The 2000 CD reissue of the album featured all the b-sides of the album's singles. The album in its entirety along with 2000's bonus cuts appeared, along with 10cc's second album, "Sheet Music" and all its released bonus cuts, on 2004 10cc – The Complete UK Recordings, on Varèse Sarabande Records.

== Critical reception ==
Reviewing in Christgau's Record Guide: Rock Albums of the Seventies (1981), Robert Christgau wrote: "If you only know the forty-five-rpm version of 'Rubber Bullets,' then you missed their best rhyme: 'balls and chains' with 'balls and brains.' A calculated, devilishly clever version of what the Beach Boys ought to be doing. Or the Bonzo Dog Band should have done. Or something."

Record World said of "Headline Hustler" that "'Paperback Writer' goes the daily route.

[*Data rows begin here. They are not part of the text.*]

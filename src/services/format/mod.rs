// Record format support
//
// One variant per supported key/value serialization format. Each variant
// knows how to discover the fields of its format, reconcile them with the
// user-declared columns and describe how records are read and written.

pub mod avro;
pub mod json;
pub mod object;
pub mod primitive;

use apache_avro::Schema;

use crate::error::{MappingError, MappingResult};
use crate::models::{
    EntryMetadata, FormatOptions, FormatSchema, MappingField, NativeType, ObjectClass,
    AVRO_FORMAT, JAVA_FORMAT, JSON_FORMAT, OPTION_KEY_FORMAT,
    OPTION_VALUE_FORMAT,
};

/// Format of one side (key or value) of a record
#[derive(Debug, Clone)]
pub enum EntryFormat {
    /// The whole side is a single scalar
    Primitive(NativeType),
    /// A structured object with named members
    Object(ObjectClass),
    /// Avro generic records; the schema is optional when columns are declared
    Avro(Option<Schema>),
    /// Schemaless JSON documents
    Json,
}

impl EntryFormat {
    /// Select the format of one side from the connector options
    ///
    /// A sample schema, when supplied, takes precedence over the schema-related
    /// options but must agree with the selected format.
    ///
    /// # Arguments
    /// * `is_key` - Whether the key or the value side is being resolved
    /// * `options` - Connector options
    /// * `sample` - Native shape of the side, if known
    pub fn from_options(
        is_key: bool,
        options: &FormatOptions,
        sample: Option<&FormatSchema>,
    ) -> MappingResult<Self> {
        let format = options.format(is_key);
        let selected = match format.to_lowercase().as_str() {
            JAVA_FORMAT => Self::java(is_key, options, sample)?,
            AVRO_FORMAT => Self::avro(is_key, options, sample)?,
            JSON_FORMAT => match sample {
                None => EntryFormat::Json,
                Some(_) => return Err(sample_mismatch(is_key, format)),
            },
            _ => {
                return Err(MappingError::InvalidOption {
                    key: format_option(is_key).to_string(),
                    message: format!("Unsupported serialization format: {}", format),
                })
            }
        };

        tracing::debug!(
            "Selected {} format for the {} side",
            selected.name(),
            if is_key { "key" } else { "value" }
        );
        Ok(selected)
    }

    fn java(is_key: bool, options: &FormatOptions, sample: Option<&FormatSchema>) -> MappingResult<Self> {
        let class_option = FormatOptions::class_option(is_key);

        match sample {
            Some(FormatSchema::Primitive(native)) => Ok(EntryFormat::Primitive(*native)),
            Some(FormatSchema::Object(class)) => {
                if let Some(name) = options.get(class_option) {
                    if name != class.name {
                        return Err(MappingError::InvalidOption {
                            key: class_option.to_string(),
                            message: format!(
                                "Class '{}' does not match the supplied class '{}'",
                                name, class.name
                            ),
                        });
                    }
                }
                Ok(EntryFormat::Object(class.clone()))
            }
            Some(FormatSchema::Avro(_)) => Err(sample_mismatch(is_key, JAVA_FORMAT)),
            None => {
                let name = options.require(class_option)?;
                match NativeType::from_name(name) {
                    Some(native) if native.is_primitive() => Ok(EntryFormat::Primitive(native)),
                    // A plain object exposes no members of its own
                    Some(_) => Ok(EntryFormat::Object(ObjectClass::new(name))),
                    None => Err(MappingError::InvalidOption {
                        key: class_option.to_string(),
                        message: format!("Unknown class '{}'; declare its members", name),
                    }),
                }
            }
        }
    }

    fn avro(is_key: bool, options: &FormatOptions, sample: Option<&FormatSchema>) -> MappingResult<Self> {
        match sample {
            Some(FormatSchema::Avro(schema)) => Ok(EntryFormat::Avro(Some(schema.clone()))),
            Some(_) => Err(sample_mismatch(is_key, AVRO_FORMAT)),
            None => {
                let schema_option = FormatOptions::avro_schema_option(is_key);
                let schema = options
                    .get(schema_option)
                    .map(|text| {
                        Schema::parse_str(text).map_err(|e| MappingError::InvalidOption {
                            key: schema_option.to_string(),
                            message: e.to_string(),
                        })
                    })
                    .transpose()?;
                Ok(EntryFormat::Avro(schema))
            }
        }
    }

    pub fn name(&self) -> &'static str {
        match self {
            EntryFormat::Primitive(_) => "primitive",
            EntryFormat::Object(_) => "object",
            EntryFormat::Avro(_) => AVRO_FORMAT,
            EntryFormat::Json => JSON_FORMAT,
        }
    }

    /// Reconcile the discovered fields of this format with the user-declared
    /// columns of one side
    pub fn resolve_fields(&self, is_key: bool, user_fields: &[MappingField]) -> MappingResult<Vec<MappingField>> {
        match self {
            EntryFormat::Primitive(native) => primitive::resolve_fields(*native, is_key, user_fields),
            EntryFormat::Object(class) => object::resolve_fields(class, is_key, user_fields),
            EntryFormat::Avro(schema) => avro::resolve_fields(schema.as_ref(), is_key, user_fields),
            EntryFormat::Json => json::resolve_fields(is_key, user_fields),
        }
    }

    /// Build the metadata of one side from its resolved fields
    pub fn resolve_metadata(&self, is_key: bool, fields: &[MappingField]) -> MappingResult<EntryMetadata> {
        match self {
            EntryFormat::Primitive(native) => primitive::resolve_metadata(*native, is_key, fields),
            EntryFormat::Object(class) => object::resolve_metadata(class, fields),
            EntryFormat::Avro(schema) => avro::resolve_metadata(schema.as_ref(), fields),
            EntryFormat::Json => json::resolve_metadata(fields),
        }
    }
}

fn format_option(is_key: bool) -> &'static str {
    if is_key {
        OPTION_KEY_FORMAT
    } else {
        OPTION_VALUE_FORMAT
    }
}

fn sample_mismatch(is_key: bool, format: &str) -> MappingError {
    MappingError::InvalidOption {
        key: format_option(is_key).to_string(),
        message: format!("The supplied schema cannot be used with {} serialization", format),
    }
}
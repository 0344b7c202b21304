pub mod converter; // Canonical value coercion
pub mod extract;
pub mod format; // Per-format field discovery and metadata
pub mod projector;
pub mod resolver;

pub use converter::*;
pub use extract::{AvroExtractor, GenericExtractor, JsonExtractor, QueryExtractor, QueryTarget};
pub use format::EntryFormat;
pub use projector::*;
pub use resolver::*;
// Avro format
//
// Generic Avro records. Top-level record fields are discovered from the
// schema; deeper user paths are checked against nested records.

use std::collections::BTreeMap;

use apache_avro::schema::RecordField;
use apache_avro::Schema;
use serde_json::json;

use super::object::merge_fields;
use crate::error::{MappingError, MappingResult};
use crate::models::{
    EntryMetadata, MappingField, QueryDataType, QueryPath, QueryTargetDescriptor, TableField,
    UpsertTargetDescriptor, AVRO_FORMAT,
};
use crate::validation::FieldValidator;

/// Name of the record schema generated when no schema is supplied
const GENERATED_RECORD_NAME: &str = "sql";

/// Canonical type of values declared with the given Avro schema
pub fn avro_type(schema: &Schema) -> QueryDataType {
    match schema {
        Schema::Boolean => QueryDataType::Boolean,
        Schema::Int => QueryDataType::Int,
        Schema::Long => QueryDataType::BigInt,
        Schema::Float => QueryDataType::Real,
        Schema::Double => QueryDataType::Double,
        Schema::String | Schema::Uuid => QueryDataType::Varchar,
        Schema::Date => QueryDataType::Date,
        Schema::TimeMillis | Schema::TimeMicros => QueryDataType::Time,
        Schema::TimestampMillis | Schema::TimestampMicros => {
            QueryDataType::TimestampWithTzOffsetDateTime
        }
        Schema::LocalTimestampMillis | Schema::LocalTimestampMicros => QueryDataType::Timestamp,
        Schema::Decimal(_) | Schema::BigDecimal => QueryDataType::Decimal,
        Schema::Union(_) => match unwrap_nullable(schema) {
            Some(inner) => avro_type(inner),
            None => QueryDataType::Object,
        },
        _ => QueryDataType::Object,
    }
}

/// The non-null branch of a `["null", T]` union
fn unwrap_nullable(schema: &Schema) -> Option<&Schema> {
    match schema {
        Schema::Union(union) => match union.variants() {
            [Schema::Null, inner] | [inner, Schema::Null] => Some(inner),
            _ => None,
        },
        _ => None,
    }
}

fn record_fields(schema: &Schema) -> Option<&[RecordField]> {
    match schema {
        Schema::Record(record) => Some(record.fields.as_slice()),
        _ => unwrap_nullable(schema).and_then(record_fields),
    }
}

/// Schema of the value a path addresses, if the schema declares it
fn nested_schema<'a>(schema: &'a Schema, path: &QueryPath) -> Option<&'a Schema> {
    let mut current = schema;
    for step in path.steps() {
        let field = record_fields(current)?.iter().find(|field| &field.name == step)?;
        current = &field.schema;
    }
    Some(current)
}

fn nested_type(schema: &Schema, path: &QueryPath) -> Option<QueryDataType> {
    nested_schema(schema, path).map(avro_type)
}

fn decimal_scale(schema: &Schema) -> Option<u32> {
    match schema {
        Schema::Decimal(decimal) => u32::try_from(decimal.scale).ok(),
        _ => unwrap_nullable(schema).and_then(decimal_scale),
    }
}

/// Resolve the fields of an Avro side
pub fn resolve_fields(
    schema: Option<&Schema>,
    is_key: bool,
    user_fields: &[MappingField],
) -> MappingResult<Vec<MappingField>> {
    let user = FieldValidator::extract_fields(user_fields, is_key)?;
    for (path, _) in &user {
        FieldValidator::ensure_not_top(path, "Avro")?;
    }

    let schema = match schema {
        Some(schema) => schema,
        None => {
            if user.is_empty() {
                return Err(MappingError::ColumnListRequired(AVRO_FORMAT.to_string()));
            }
            return merge_fields(Vec::new(), user, |_| None);
        }
    };

    let fields = record_fields(schema).ok_or_else(|| {
        MappingError::UnsupportedType(format!(
            "Avro schema must describe a record: {}",
            schema.canonical_form()
        ))
    })?;

    let discovered = fields
        .iter()
        .map(|field| {
            let path = QueryPath::member(is_key, &field.name)?;
            Ok(MappingField::new(field.name.clone(), avro_type(&field.schema), path.to_string()))
        })
        .collect::<MappingResult<Vec<_>>>()?;

    merge_fields(discovered, user, |path| nested_type(schema, path))
}

pub fn resolve_metadata(schema: Option<&Schema>, fields: &[MappingField]) -> MappingResult<EntryMetadata> {
    let table_fields = fields
        .iter()
        .map(|field| {
            let path = QueryPath::parse(&field.external_name)?;
            Ok(TableField::new(field.name.clone(), field.data_type, path))
        })
        .collect::<MappingResult<Vec<_>>>()?;

    let (schema_text, decimal_scales) = match schema {
        Some(schema) => {
            let scales: BTreeMap<String, u32> = table_fields
                .iter()
                .filter_map(|field| {
                    let scale = nested_schema(schema, &field.path).and_then(decimal_scale)?;
                    Some((field.path.to_string(), scale))
                })
                .collect();
            (schema.canonical_form(), scales)
        }
        None => (generate_schema(&table_fields)?.canonical_form(), BTreeMap::new()),
    };

    Ok(EntryMetadata::new(
        table_fields,
        QueryTargetDescriptor::Avro { decimal_scales },
        UpsertTargetDescriptor::Avro { schema: schema_text },
    ))
}

/// Nullable record schema covering the direct members among the fields
fn generate_schema(fields: &[TableField]) -> MappingResult<Schema> {
    let members: Vec<serde_json::Value> = fields
        .iter()
        .filter_map(|field| match field.path.steps() {
            [member] => Some(json!({
                "name": member,
                "type": ["null", avro_type_name(field.data_type)],
                "default": null,
            })),
            _ => None,
        })
        .collect();

    let schema = Schema::parse(&json!({
        "type": "record",
        "name": GENERATED_RECORD_NAME,
        "fields": members,
    }))?;
    Ok(schema)
}

fn avro_type_name(data_type: QueryDataType) -> &'static str {
    match data_type {
        QueryDataType::Boolean => "boolean",
        QueryDataType::TinyInt | QueryDataType::SmallInt | QueryDataType::Int => "int",
        QueryDataType::BigInt => "long",
        QueryDataType::Real => "float",
        QueryDataType::Double => "double",
        // Text carries everything else, as the extractors parse it back exactly
        _ => "string",
    }
}
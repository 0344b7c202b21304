use std::env;
use std::process::ExitCode;

use tracing::{error, info};

use entry_mapping::config::Config;
use entry_mapping::error::{ErrorResponse, MappingError};
use entry_mapping::services::MetadataResolver;

fn main() -> anyhow::Result<ExitCode> {
    // Load configuration
    let mut config = Config::from_env()?;
    if let Some(file) = env::args().nth(1) {
        config = config.with_mapping_file(file);
    }

    // Initialize logging
    tracing_subscriber::fmt()
        .with_env_filter(
            tracing_subscriber::EnvFilter::try_from_default_env()
                .unwrap_or_else(|_| tracing_subscriber::EnvFilter::new(&config.logging.level)),
        )
        .with_ansi(config.logging.style != "never")
        .with_writer(std::io::stderr)
        .init();

    let definition = config.load_definition()?;
    info!(
        "Resolving mapping {} with {} declared field(s)",
        definition.name.as_deref().unwrap_or("<unnamed>"),
        definition.fields.len()
    );

    match MetadataResolver::resolve(&definition) {
        Ok(mapping) => {
            let output = if config.mapping.pretty {
                serde_json::to_string_pretty(&mapping)?
            } else {
                serde_json::to_string(&mapping)?
            };
            println!("{}", output);
            Ok(ExitCode::SUCCESS)
        }
        Err(err) => {
            error!("Failed to resolve mapping: {}", err);
            print_error(&err)?;
            Ok(ExitCode::FAILURE)
        }
    }
}

fn print_error(err: &MappingError) -> anyhow::Result<()> {
    let response = ErrorResponse::from(err);
    println!("{}", serde_json::to_string_pretty(&response)?);
    Ok(())
}
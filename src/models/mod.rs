pub mod data_type;
pub mod descriptor;
pub mod mapping;
pub mod path;
pub mod schema;
pub mod value;

pub use data_type::*;
pub use descriptor::*;
pub use mapping::*;
pub use path::{QueryPath, KEY, VALUE};
pub use schema::*;
pub use value::*;
#[cfg(test)]
mod tests {
    use super::*;
    use apache_avro::types::Record;
    use apache_avro::Schema;
    use apache_avro::{Days, Millis, Months};
    use chrono::{NaiveDate, NaiveDateTime};
    use std::str::FromStr;

    fn extractor(field: &str, data_type: QueryDataType) -> AvroExtractor {
        AvroExtractor::new(QueryPath::member(false, field).unwrap(), data_type).unwrap()
    }

    fn schema() -> Schema {
        let string_fields = [
            "string",
            "character",
            "bigDecimal",
            "bigInteger",
            "localTime",
            "localDate",
            "localDateTime",
            "date",
            "calendar",
            "instant",
            "zonedDateTime",
            "offsetDateTime",
        ];
        let mut fields = vec![
            serde_json::json!({"name": "null", "type": ["null", {"type": "record", "name": "nested", "fields": []}]}),
            serde_json::json!({"name": "boolean", "type": "boolean"}),
            serde_json::json!({"name": "byte", "type": "int"}),
            serde_json::json!({"name": "short", "type": "int"}),
            serde_json::json!({"name": "int", "type": "int"}),
            serde_json::json!({"name": "long", "type": "long"}),
            serde_json::json!({"name": "float", "type": "float"}),
            serde_json::json!({"name": "double", "type": "double"}),
        ];
        fields.extend(
            string_fields
                .iter()
                .map(|name| serde_json::json!({"name": name, "type": "string"})),
        );
        Schema::parse(&serde_json::json!({"type": "record", "name": "name", "fields": fields})).unwrap()
    }

    fn record(schema: &Schema) -> Value {
        let mut record = Record::new(schema).unwrap();
        record.put("null", Value::Union(0, Box::new(Value::Null)));
        record.put("string", "string");
        record.put("character", "a");
        record.put("boolean", true);
        record.put("byte", 127);
        record.put("short", 32767);
        record.put("int", 2147483647);
        record.put("long", 9223372036854775807_i64);
        record.put("float", 1234567890.1_f32);
        record.put("double", 123451234567890.1_f64);
        record.put("bigDecimal", "9223372036854775.123");
        record.put("bigInteger", "9223372036854775222");
        record.put("localTime", "12:23:34");
        record.put("localDate", "2020-09-09");
        record.put("localDateTime", "2020-09-09T12:23:34.1");
        record.put("date", "2020-09-09T12:23:34.2Z");
        record.put("calendar", "2020-09-09T12:23:34.3Z");
        record.put("instant", "2020-09-09T12:23:34.4Z");
        record.put("zonedDateTime", "2020-09-09T12:23:34.5Z");
        record.put("offsetDateTime", "2020-09-09T12:23:34.6Z");
        record.into()
    }

    fn utc(millis: u32) -> QueryValue {
        let ts = NaiveDate::from_ymd_opt(2020, 9, 9)
            .unwrap()
            .and_hms_milli_opt(12, 23, 34, millis)
            .unwrap();
        QueryValue::TimestampTz(ts.and_utc().fixed_offset())
    }

    #[test]
    fn test_get() {
        let schema = schema();
        let record = record(&schema);
        let get = |field: &str, data_type: QueryDataType| extractor(field, data_type).get(&record).unwrap();

        assert_eq!(get("null", QueryDataType::Object), QueryValue::Null);
        assert_eq!(get("string", QueryDataType::Varchar), QueryValue::Varchar("string".to_string()));
        assert_eq!(get("character", QueryDataType::VarcharCharacter), QueryValue::Varchar("a".to_string()));
        assert_eq!(get("boolean", QueryDataType::Boolean), QueryValue::Boolean(true));
        assert_eq!(get("byte", QueryDataType::TinyInt), QueryValue::TinyInt(127));
        assert_eq!(get("short", QueryDataType::SmallInt), QueryValue::SmallInt(32767));
        assert_eq!(get("int", QueryDataType::Int), QueryValue::Int(2147483647));
        assert_eq!(get("long", QueryDataType::BigInt), QueryValue::BigInt(9223372036854775807));
        assert_eq!(get("float", QueryDataType::Real), QueryValue::Real(1234567890.1));
        assert_eq!(get("double", QueryDataType::Double), QueryValue::Double(123451234567890.1));
        assert_eq!(
            get("bigDecimal", QueryDataType::Decimal),
            QueryValue::Decimal(BigDecimal::from_str("9223372036854775.123").unwrap())
        );
        assert_eq!(
            get("bigInteger", QueryDataType::DecimalBigInteger),
            QueryValue::Decimal(BigDecimal::from_str("9223372036854775222").unwrap())
        );
        assert_eq!(
            get("localTime", QueryDataType::Time),
            QueryValue::Time(NaiveTime::from_hms_opt(12, 23, 34).unwrap())
        );
        assert_eq!(
            get("localDate", QueryDataType::Date),
            QueryValue::Date(NaiveDate::from_ymd_opt(2020, 9, 9).unwrap())
        );
        assert_eq!(
            get("localDateTime", QueryDataType::Timestamp),
            QueryValue::Timestamp(
                NaiveDateTime::parse_from_str("2020-09-09T12:23:34.1", "%Y-%m-%dT%H:%M:%S%.f").unwrap()
            )
        );
        assert_eq!(get("date", QueryDataType::TimestampWithTzDate), utc(200));
        assert_eq!(get("calendar", QueryDataType::TimestampWithTzCalendar), utc(300));
        assert_eq!(get("instant", QueryDataType::TimestampWithTzInstant), utc(400));
        assert_eq!(get("zonedDateTime", QueryDataType::TimestampWithTzZonedDateTime), utc(500));
        assert_eq!(get("offsetDateTime", QueryDataType::TimestampWithTzOffsetDateTime), utc(600));
    }

    #[test]
    fn test_null_reads_as_null_for_every_type() {
        let schema = schema();
        let record = record(&schema);
        for data_type in QueryDataType::ALL {
            assert_eq!(extractor("null", data_type).get(&record).unwrap(), QueryValue::Null);
        }
    }

    #[test]
    fn test_missing_field_is_null() {
        let schema = schema();
        let record = record(&schema);
        assert_eq!(extractor("absent", QueryDataType::Int).get(&record).unwrap(), QueryValue::Null);

        let nested = AvroExtractor::new(QueryPath::parse("this.int.deeper").unwrap(), QueryDataType::Int).unwrap();
        assert_eq!(nested.get(&record).unwrap(), QueryValue::Null);
    }

    #[test]
    fn test_nested_records_and_logical_types() {
        let record = Value::Record(vec![
            (
                "address".to_string(),
                Value::Union(
                    1,
                    Box::new(Value::Record(vec![("zip".to_string(), Value::Int(2139))])),
                ),
            ),
            ("born".to_string(), Value::Date(18_514)),
            ("seen".to_string(), Value::TimestampMillis(1_599_654_214_600)),
            ("at".to_string(), Value::TimeMillis(44_614_000)),
            ("local".to_string(), Value::LocalTimestampMicros(1_599_654_214_100_000)),
        ]);

        let read = |path: &str, data_type: QueryDataType| {
            AvroExtractor::new(QueryPath::parse(path).unwrap(), data_type)
                .unwrap()
                .get(&record)
                .unwrap()
        };

        assert_eq!(read("this.address.zip", QueryDataType::BigInt), QueryValue::BigInt(2139));
        assert_eq!(
            read("this.born", QueryDataType::Date),
            QueryValue::Date(NaiveDate::from_ymd_opt(2020, 9, 9).unwrap())
        );
        assert_eq!(read("this.seen", QueryDataType::TimestampWithTzInstant), utc(600));
        assert_eq!(
            read("this.at", QueryDataType::Time),
            QueryValue::Time(NaiveTime::from_hms_opt(12, 23, 34).unwrap())
        );
        assert_eq!(
            read("this.local", QueryDataType::Varchar),
            QueryValue::Varchar("2020-09-09T12:23:34.100".to_string())
        );
        assert_eq!(
            read("this.address", QueryDataType::Object),
            QueryValue::Object(NativeValue::Object(ObjectValue::anonymous(vec![(
                "zip".to_string(),
                NativeValue::Int(2139)
            )])))
        );
    }

    #[test]
    fn test_object_keeps_nested_decimal_and_duration() {
        let record = Value::Record(vec![
            (
                "price".to_string(),
                Value::Record(vec![
                    ("amount".to_string(), Value::Decimal(Decimal::from(vec![0x04, 0xD2]))),
                    ("currency".to_string(), Value::String("EUR".to_string())),
                ]),
            ),
            (
                "term".to_string(),
                Value::Duration(Duration::new(Months::new(1), Days::new(2), Millis::new(3))),
            ),
        ]);
        let read = |path: &str| {
            AvroExtractor::new(QueryPath::parse(path).unwrap(), QueryDataType::Object)
                .unwrap()
                .get(&record)
                .unwrap()
        };

        assert_eq!(
            read("this.price"),
            QueryValue::Object(NativeValue::Object(ObjectValue::anonymous(vec![
                ("amount".to_string(), NativeValue::Bytes(vec![0x04, 0xD2])),
                ("currency".to_string(), NativeValue::String("EUR".to_string())),
            ])))
        );
        assert_eq!(
            read("this.term"),
            QueryValue::Object(NativeValue::Object(ObjectValue::anonymous(vec![
                ("months".to_string(), NativeValue::Long(1)),
                ("days".to_string(), NativeValue::Long(2)),
                ("millis".to_string(), NativeValue::Long(3)),
            ])))
        );
    }

    #[test]
    fn test_decimal_logical_type_uses_declared_scale() {
        let record = Value::Record(vec![
            ("price".to_string(), Value::Decimal(Decimal::from(vec![0xFB, 0x2E]))),
            (
                "exact".to_string(),
                Value::BigDecimal(BigDecimal::from_str("123456789012345678901234567890.5").unwrap()),
            ),
        ]);
        let price = |data_type: QueryDataType| {
            AvroExtractor::new(QueryPath::parse("this.price").unwrap(), data_type)
                .unwrap()
                .with_decimal_scale(Some(2))
                .get(&record)
        };

        // 0xFB2E is -1234 unscaled
        assert_eq!(
            price(QueryDataType::Decimal).unwrap(),
            QueryValue::Decimal(BigDecimal::from_str("-12.34").unwrap())
        );
        assert_eq!(price(QueryDataType::Varchar).unwrap(), QueryValue::Varchar("-12.34".to_string()));
        assert_eq!(price(QueryDataType::Int).unwrap(), QueryValue::Int(-12));

        // Without a scale the unscaled bytes cannot be read as a number
        assert!(matches!(
            extractor("price", QueryDataType::Decimal).get(&record),
            Err(MappingError::CannotConvert { .. })
        ));

        assert_eq!(
            extractor("exact", QueryDataType::Decimal).get(&record).unwrap(),
            QueryValue::Decimal(BigDecimal::from_str("123456789012345678901234567890.5").unwrap())
        );
    }

    #[test]
    fn test_whole_record_only_as_object() {
        assert!(matches!(
            AvroExtractor::new(QueryPath::root(false), QueryDataType::Varchar),
            Err(MappingError::UnsupportedType(_))
        ));
    }

    #[test]
    fn test_malformed_values_fail() {
        let schema = schema();
        let record = record(&schema);
        assert!(matches!(
            extractor("string", QueryDataType::Decimal).get(&record),
            Err(MappingError::CannotParse { .. })
        ));
        assert!(matches!(
            extractor("int", QueryDataType::TinyInt).get(&record),
            Err(MappingError::NumericOverflow { .. })
        ));
    }
}
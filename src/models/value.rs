// Native and canonical values
//
// NativeValue is the normalized in-memory form of a value read from a record
// of any supported format. QueryValue is what an extractor hands back to the
// execution engine after coercion.

use chrono::{DateTime, FixedOffset, NaiveDate, NaiveDateTime, NaiveTime};
use bigdecimal::BigDecimal;
use serde::{Deserialize, Serialize};

/// A native record value
#[derive(Debug, Clone, PartialEq, Serialize, Deserialize)]
#[serde(tag = "type", content = "value", rename_all = "snake_case")]
pub enum NativeValue {
    Null,
    Boolean(bool),
    Byte(i8),
    Short(i16),
    Int(i32),
    Long(i64),
    Float(f32),
    Double(f64),
    Decimal(BigDecimal),
    Char(char),
    String(String),
    Bytes(Vec<u8>),
    Time(NaiveTime),
    Date(NaiveDate),
    Timestamp(NaiveDateTime),
    TimestampTz(DateTime<FixedOffset>),
    List(Vec<NativeValue>),
    Object(ObjectValue),
}

impl NativeValue {
    /// Short description of the native kind, used in conversion errors
    pub fn kind(&self) -> &'static str {
        match self {
            NativeValue::Null => "NULL",
            NativeValue::Boolean(_) => "BOOLEAN",
            NativeValue::Byte(_) => "TINYINT",
            NativeValue::Short(_) => "SMALLINT",
            NativeValue::Int(_) => "INT",
            NativeValue::Long(_) => "BIGINT",
            NativeValue::Float(_) => "REAL",
            NativeValue::Double(_) => "DOUBLE",
            NativeValue::Decimal(_) => "DECIMAL",
            NativeValue::Char(_) => "VARCHAR_CHARACTER",
            NativeValue::String(_) => "VARCHAR",
            NativeValue::Bytes(_) => "BYTES",
            NativeValue::Time(_) => "TIME",
            NativeValue::Date(_) => "DATE",
            NativeValue::Timestamp(_) => "TIMESTAMP",
            NativeValue::TimestampTz(_) => "TIMESTAMP_WITH_TZ",
            NativeValue::List(_) => "LIST",
            NativeValue::Object(_) => "OBJECT",
        }
    }

    pub fn is_null(&self) -> bool {
        matches!(self, NativeValue::Null)
    }

    /// Member lookup on an object value; `None` for absent members and
    /// non-object values
    pub fn member(&self, name: &str) -> Option<&NativeValue> {
        match self {
            NativeValue::Object(object) => object.get(name),
            _ => None,
        }
    }
}

/// A structured value with ordered, named members
#[derive(Debug, Clone, PartialEq, Default, Serialize, Deserialize)]
pub struct ObjectValue {
    /// Name of the class the value is an instance of, when known
    #[serde(default, skip_serializing_if = "Option::is_none")]
    pub class_name: Option<String>,
    pub fields: Vec<(String, NativeValue)>,
}

impl ObjectValue {
    pub fn new(class_name: impl Into<String>) -> Self {
        Self {
            class_name: Some(class_name.into()),
            fields: Vec::new(),
        }
    }

    /// Anonymous object (e.g. a JSON document or an Avro record)
    pub fn anonymous(fields: Vec<(String, NativeValue)>) -> Self {
        Self {
            class_name: None,
            fields,
        }
    }

    /// Builder: append a member
    pub fn with(mut self, name: impl Into<String>, value: NativeValue) -> Self {
        self.fields.push((name.into(), value));
        self
    }

    pub fn get(&self, name: &str) -> Option<&NativeValue> {
        self.fields
            .iter()
            .find(|(field, _)| field == name)
            .map(|(_, value)| value)
    }
}

/// A value coerced to its canonical type
///
/// Every TIMESTAMP_WITH_TZ_* kind is represented by `TimestampTz` normalized
/// to the UTC offset.
#[derive(Debug, Clone, PartialEq, Serialize, Deserialize)]
#[serde(untagged)]
pub enum QueryValue {
    Null,
    Boolean(bool),
    TinyInt(i8),
    SmallInt(i16),
    Int(i32),
    BigInt(i64),
    Real(f32),
    Double(f64),
    Decimal(BigDecimal),
    Varchar(String),
    Time(NaiveTime),
    Date(NaiveDate),
    Timestamp(NaiveDateTime),
    TimestampTz(DateTime<FixedOffset>),
    Object(NativeValue),
}

impl QueryValue {
    pub fn is_null(&self) -> bool {
        matches!(self, QueryValue::Null)
    }
}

Englishmen take on Beatles-ish overtones to rock out their saga of a budding Jack Anderson."

== Track listing ==

Side one
| No. | Title | Writer(s) | Length |
|---|---|---|---|
| 1. | "Johnny, Don't Do It" | Lol Creme; Graham Gouldman; Kevin Godley; | 3:36 |
| 2. | "Sand in My Face" | Creme; Gouldman; Godley; | 3:36 |
| 3. | "Donna" | Creme; Godley; | 2:53 |
| 4. | "The Dean and I" | Creme; Godley; | 3:03 |
| 5. | "Headline Hustler" | Eric Stewart; Gouldman; | 3:31 |

Side two
| No. | Title | Writer(s) | Length |
|---|---|---|---|
| 6. | "Speed Kills" | Stewart; Creme; Gouldman; Godley; | 3:47 |
| 7. | "Rubber Bullets" | Creme; Gouldman; Godley; | 5:15 |
| 8. | "The Hospital Song" | Creme; Godley; | 2:41 |
| 9. | "Ships Don't Disappear in the Night (Do They?)" | Stewart; Gouldman; | 3:04 |
| 10. | "Fresh Air for My Mama" | Stewart; Creme; Godley; | 3:04 |

=== German 1993 CD re-release bonus track ===

Side two
| No. | Title | Writer(s) | Length |
|---|---|---|---|
| 11. | "18 Carat Man of Means" | Godley; Creme; Gouldman; Stewart; | 3:27 |

=== 2000 Repertoire CD reissue bonus tracks ===

| No. | Title | Writer(s) | Length |
|---|---|---|---|
| 11. | "Hot Sun Rock" (instrumental) | Stewart; Gouldman; | 3:01 |
| 12. | "4% of Something" | Stewart; Creme; | 4:01 |
| 13. | "Waterfall" | Stewart; Gouldman; | 3:44 |
| 14. | "Bee in My Bonnet" | Stewart; Gouldman; | 2:03 |
| 15. | "Rubber Bullets" (single version) | Godley; Creme; Gouldman; | 4:09 |

== Personnel ==
10cc
- Eric Stewart – lead electric guitar, slide guitar, Moog synthesizer, vocals
- Lol Creme – acoustic guitar, electric guitar, grand piano, synthesizer, Mellotron, percussion, vocals
- Graham Gouldman – bass, acoustic guitar, Dobro guitar, electric guitar, tambourine, vocals
- Kevin Godley – drums, percussion, vocals

==Charts==
===Weekly charts===

| Chart (1973) | Peak position |
|---|---|
| Australia (Kent Music Report) | 43 |
| UK Albums (Official Charts) | 36 |

== Certifications ==

| Region | Certification | Certified units/sales |
| United Kingdom (BPI) | Silver | 60,000^{^} |
^{^} Shipments figures based on certification alone.